Dataset records:
↓
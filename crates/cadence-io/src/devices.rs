//! Device enumeration via cpal.

use crate::Result;
use cpal::Device;
use cpal::traits::{DeviceTrait, HostTrait};

/// Extract device name via `description()` (cpal 0.17+).
pub(crate) fn device_name(device: &Device) -> std::result::Result<String, cpal::DeviceNameError> {
    device.description().map(|d| d.name().to_string())
}

/// Audio device information.
#[derive(Debug, Clone, PartialEq, Eq)]
pub struct AudioDevice {
    /// Human-readable device name.
    pub name: String,
    /// Whether the device supports audio input.
    pub is_input: bool,
    /// Whether the device supports audio output.
    pub is_output: bool,
    /// Default sample rate in Hz.
    pub default_sample_rate: u32,
}

/// List all available audio devices.
///
/// Devices offering both directions appear once.
pub fn list_devices() -> Result<Vec<AudioDevice>> {
    let host = cpal::default_host();
    let mut devices = Vec::new();

    if let Ok(inputs) = host.input_devices() {
        for device in inputs {
            if let Ok(name) = device_name(&device) {
                let sample_rate = device
                    .default_input_config()
                    .map(|c| c.sample_rate())
                    .unwrap_or(48000);
                let is_output = device.default_output_config().is_ok();

                devices.push(AudioDevice {
                    name,
                    is_input: true,
                    is_output,
                    default_sample_rate: sample_rate,
                });
            }
        }
    }

    if let Ok(outputs) = host.output_devices() {
        for device in outputs {
            if let Ok(name) = device_name(&device) {
                if devices.iter().any(|d| d.name == name) {
                    continue;
                }
                let sample_rate = device
                    .default_output_config()
                    .map(|c| c.sample_rate())
                    .unwrap_or(48000);

                devices.push(AudioDevice {
                    name,
                    is_input: false,
                    is_output: true,
                    default_sample_rate: sample_rate,
                });
            }
        }
    }

    tracing::debug!(count = devices.len(), "audio devices enumerated");
    Ok(devices)
}

/// Default input and output devices.
pub fn default_device() -> Result<(Option<AudioDevice>, Option<AudioDevice>)> {
    let host = cpal::default_host();

    let input = host.default_input_device().and_then(|d| {
        device_name(&d).ok().map(|name| AudioDevice {
            name,
            is_input: true,
            is_output: false,
            default_sample_rate: d
                .default_input_config()
                .map(|c| c.sample_rate())
                .unwrap_or(48000),
        })
    });

    let output = host.default_output_device().and_then(|d| {
        device_name(&d).ok().map(|name| AudioDevice {
            name,
            is_input: false,
            is_output: true,
            default_sample_rate: d
                .default_output_config()
                .map(|c| c.sample_rate())
                .unwrap_or(48000),
        })
    });

    Ok((input, output))
}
↑
Each line of the material should be repeated exactly as it reads.

Response for this exercise:
filename crates/cadence-io/src/devices.rs
//! Device enumeration via cpal.

use crate::Result;
use cpal::Device;
use cpal::traits::{DeviceTrait, HostTrait};

/// Extract device name via `description()` (cpal 0.17+).
pub(crate) fn device_name(device: &Device) -> std::result::Result<String, cpal::DeviceNameError> {
    device.description().map(|d| d.name().to_string())
}

/// Audio device information.
#[derive(Debug, Clone, PartialEq, Eq)]
pub struct AudioDevice {
    /// Human-readable device name.
    pub name: String,
    /// Whether the device supports audio input.
    pub is_input: bool,
    /// Whether the device supports audio output.
    pub is_output: bool,
    /// Default sample rate in Hz.
    pub default_sample_rate: u32,
}

/// List all available audio devices.
///
/// Devices offering both directions appear once.
pub fn list_devices() -> Result<Vec<AudioDevice>> {
    let host = cpal::default_host();
    let mut devices = Vec::new();

    if let Ok(inputs) = host.input_devices() {
        for device in inputs {
            if let Ok(name) = device_name(&device) {
                let sample_rate = device
                    .default_input_config()
                    .map(|c| c.sample_rate())
                    .unwrap_or(48000);
                let is_output = device.default_output_config().is_ok();

                devices.push(AudioDevice {
                    name,
                    is_input: true,
                    is_output,
                    default_sample_rate: sample_rate,
                });
            }
        }
    }

    if let Ok(outputs) = host.output_devices() {
        for device in outputs {
            if let Ok(name) = device_name(&device) {
                if devices.iter().any(|d| d.name == name) {
                    continue;
                }
                let sample_rate = device
                    .default_output_config()
                    .map(|c| c.sample_rate())
                    .unwrap_or(48000);

                devices.push(AudioDevice {
                    name,
                    is_input: false,
                    is_output: true,
                    default_sample_rate: sample_rate,
                });
            }
        }
    }

    tracing::debug!(count = devices.len(), "audio devices enumerated");
    Ok(devices)
}

/// Default input and output devices.
pub fn default_device() -> Result<(Option<AudioDevice>, Option<AudioDevice>)> {
    let host = cpal::default_host();

    let input = host.default_input_device().and_then(|d| {
        device_name(&d).ok().map(|name| AudioDevice {
            name,
            is_input: true,
            is_output: false,
            default_sample_rate: d
                .default_input_config()
                .map(|c| c.sample_rate())
                .unwrap_or(48000),
        })
    });

    let output = host.default_output_device().and_then(|d| {
        device_name(&d).ok().map(|name| AudioDevice {
            name,
            is_input: false,
            is_output: true,
            default_sample_rate: d
                .default_output_config()
                .map(|c| c.sample_rate())
                .unwrap_or(48000),
        })
    });

    Ok((input, output))
}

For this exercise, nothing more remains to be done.